Find the line with "registry.insert(conn.clone()).await;" and the line with "async fn test_empty_frame_is_noop()" in the entries below; output exactly those two lines, every line between them, and no others.

*** SUPPLIED ENTRIES ***

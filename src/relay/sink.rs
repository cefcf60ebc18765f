//! Broadcast sink
//!
//! Writes a frame to every registered connection. Writes run concurrently
//! and each is bounded by a timeout; a connection whose write fails or times
//! out is deregistered and closed. Failures never reach the caller.

use std::io;
use std::sync::Arc;
use std::time::Duration;

use futures::future::join_all;

use crate::registry::{ClientConnection, ConnectionRegistry};
use crate::stats::RelayMetrics;

/// Default per-connection write timeout
pub const DEFAULT_WRITE_TIMEOUT: Duration = Duration::from_secs(5);

/// Fans frames out to the connection registry
#[derive(Clone)]
pub struct BroadcastSink {
    registry: Arc<ConnectionRegistry>,
    write_timeout: Duration,
    metrics: Arc<RelayMetrics>,
}

enum WriteOutcome {
    Delivered,
    /// Connection was already closed by its own teardown
    AlreadyClosed,
    Failed(io::Error),
    TimedOut,
}

impl BroadcastSink {
    /// Create a sink over `registry`
    pub fn new(registry: Arc<ConnectionRegistry>) -> Self {
        Self {
            registry,
            write_timeout: DEFAULT_WRITE_TIMEOUT,
            metrics: Arc::new(RelayMetrics::new()),
        }
    }

    /// Set the per-connection write timeout
    pub fn write_timeout(mut self, timeout: Duration) -> Self {
        self.write_timeout = timeout;
        self
    }

    /// Share a metrics instance
    pub fn with_metrics(mut self, metrics: Arc<RelayMetrics>) -> Self {
        self.metrics = metrics;
        self
    }

    /// Write `frame` to every registered connection
    ///
    /// Returns the number of connections the frame was delivered to.
    pub async fn broadcast(&self, frame: &[u8]) -> usize {
        if frame.is_empty() {
            return 0;
        }

        let connections = self.registry.snapshot().await;
        if connections.is_empty() {
            return 0;
        }

        let writes = connections.iter().map(|conn| self.write_one(conn, frame));
        let outcomes = join_all(writes).await;

        let mut delivered = 0;
        for (conn, outcome) in connections.iter().zip(outcomes) {
            match outcome {
                WriteOutcome::Delivered => {
                    delivered += 1;
                    self.metrics.bytes_sent(frame.len());
                }
                WriteOutcome::AlreadyClosed => {
                    self.registry
                        .remove_session(conn.id(), conn.session_id())
                        .await;
                }
                WriteOutcome::Failed(e) => {
                    tracing::warn!(peer = %conn.id(), error = %e, "Write failed, dropping client");
                    self.drop_connection(conn).await;
                }
                WriteOutcome::TimedOut => {
                    tracing::warn!(
                        peer = %conn.id(),
                        timeout_ms = self.write_timeout.as_millis() as u64,
                        "Write timed out, dropping client"
                    );
                    self.drop_connection(conn).await;
                }
            }
        }

        tracing::trace!(
            bytes = frame.len(),
            clients = connections.len(),
            delivered = delivered,
            "Frame broadcast"
        );

        delivered
    }

    async fn write_one(&self, conn: &ClientConnection, frame: &[u8]) -> WriteOutcome {
        match tokio::time::timeout(self.write_timeout, conn.write_frame(frame)).await {
            Ok(Ok(())) => WriteOutcome::Delivered,
            Ok(Err(e)) if e.kind() == io::ErrorKind::NotConnected => WriteOutcome::AlreadyClosed,
            Ok(Err(e)) => WriteOutcome::Failed(e),
            Err(_) => WriteOutcome::TimedOut,
        }
    }

    async fn drop_connection(&self, conn: &Arc<ClientConnection>) {
        self.metrics.write_failed();
        self.registry
            .remove_session(conn.id(), conn.session_id())
            .await;
        conn.close().await;
    }
}

#[cfg(test)]
mod tests {
    use std::pin::Pin;
    use std::task::{Context, Poll};

    use tokio::io::AsyncWrite;
    use tokio_test::io::Builder;

    use super::*;

    fn mock_connection(id: &str, session_id: u64, mock: tokio_test::io::Mock) -> Arc<ClientConnection> {
        Arc::new(ClientConnection::new(id, session_id, Box::new(mock)))
    }

    /// Writer that never completes a write
    struct StalledWriter;

    impl AsyncWrite for StalledWriter {
        fn poll_write(self: Pin<&mut Self>, _: &mut Context<'_>, _: &[u8]) -> Poll<io::Result<usize>> {
            Poll::Pending
        }

        fn poll_flush(self: Pin<&mut Self>, _: &mut Context<'_>) -> Poll<io::Result<()>> {
            Poll::Pending
        }

        fn poll_shutdown(self: Pin<&mut Self>, _: &mut Context<'_>) -> Poll<io::Result<()>> {
            Poll::Ready(Ok(()))
        }
    }

    #[tokio::test]
    async fn test_broadcast_to_all() {
        let registry = Arc::new(ConnectionRegistry::new());
        registry
            .insert(mock_connection("127.0.0.1:1", 1, Builder::new().write(b"hello\r\n").build()))
            .await;
        registry
            .insert(mock_connection("127.0.0.1:2", 2, Builder::new().write(b"hello\r\n").build()))
            .await;

        let sink = BroadcastSink::new(registry.clone());
        assert_eq!(sink.broadcast(b"hello\r\n").await, 2);
        assert_eq!(registry.len().await, 2);
    }

    #[tokio::test]
    async fn test_failed_write_removes_only_that_connection() {
        let registry = Arc::new(ConnectionRegistry::new());
        let failing = Builder::new()
            .write_error(io::Error::new(io::ErrorKind::BrokenPipe, "peer gone"))
            .build();
        registry.insert(mock_connection("127.0.0.1:1", 1, failing)).await;
        registry
            .insert(mock_connection("127.0.0.1:2", 2, Builder::new().write(b"frame\r\n").build()))
            .await;

        let metrics = Arc::new(RelayMetrics::new());
        let sink = BroadcastSink::new(registry.clone()).with_metrics(metrics.clone());

        assert_eq!(sink.broadcast(b"frame\r\n").await, 1);
        assert!(!registry.contains("127.0.0.1:1").await);
        assert!(registry.contains("127.0.0.1:2").await);

        let stats = metrics.snapshot(registry.len().await);
        assert_eq!(stats.write_failures, 1);
        assert_eq!(stats.bytes_sent, 7);
    }

    #[tokio::test]
    async fn test_stalled_write_times_out() {
        let registry = Arc::new(ConnectionRegistry::new());
        registry
            .insert(Arc::new(ClientConnection::new("127.0.0.1:1", 1, Box::new(StalledWriter))))
            .await;
        registry
            .insert(mock_connection("127.0.0.1:2", 2, Builder::new().write(b"x\r\n").build()))
            .await;

        let sink = BroadcastSink::new(registry.clone()).write_timeout(Duration::from_millis(50));

        assert_eq!(sink.broadcast(b"x\r\n").await, 1);
        assert!(!registry.contains("127.0.0.1:1").await);
        assert!(registry.contains("127.0.0.1:2").await);
    }

    #[tokio::test]
    async fn test_closed_connection_removed_quietly() {
        let registry = Arc::new(ConnectionRegistry::new());
        let (client, _server) = tokio::io::duplex(64);
        let conn = Arc::new(ClientConnection::new("127.0.0.1:1", 1, Box::new(client)));
        registry.insert(conn.clone()).await;
        conn.close().await;

        let metrics = Arc::new(RelayMetrics::new());
        let sink = BroadcastSink::new(registry.clone()).with_metrics(metrics.clone());

        assert_eq!(sink.broadcast(b"x\r\n").await, 0);
        assert!(registry.is_empty().await);
        assert_eq!(metrics.snapshot(0).write_failures, 0);
    }

    #[tokio::test]
    async fn test_empty_frame_is_noop() {
        let registry = Arc::new(ConnectionRegistry::new());
        // Mock with no expectations fails on any write
        registry
            .insert(mock_connection("127.0.0.1:1", 1, Builder::new().build()))
            .await;

        let sink = BroadcastSink::new(registry.clone());
        assert_eq!(sink.broadcast(b"").await, 0);
        assert_eq!(registry.len().await, 1);
    }

    #[tokio::test]
    async fn test_no_connections() {
        let sink = BroadcastSink::new(Arc::new(ConnectionRegistry::new()));
        assert_eq!(sink.broadcast(b"x\r\n").await, 0);
    }
}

*** End of SUPPLIED ENTRIES ***

◆ ANSWER AREA:
        registry.insert(conn.clone()).await;
        conn.close().await;

        let metrics = Arc::new(RelayMetrics::new());
        let sink = BroadcastSink::new(registry.clone()).with_metrics(metrics.clone());

        assert_eq!(sink.broadcast(b"x\r\n").await, 0);
        assert!(registry.is_empty().await);
        assert_eq!(metrics.snapshot(0).write_failures, 0);
    }

    #[tokio::test]
    async fn test_empty_frame_is_noop() {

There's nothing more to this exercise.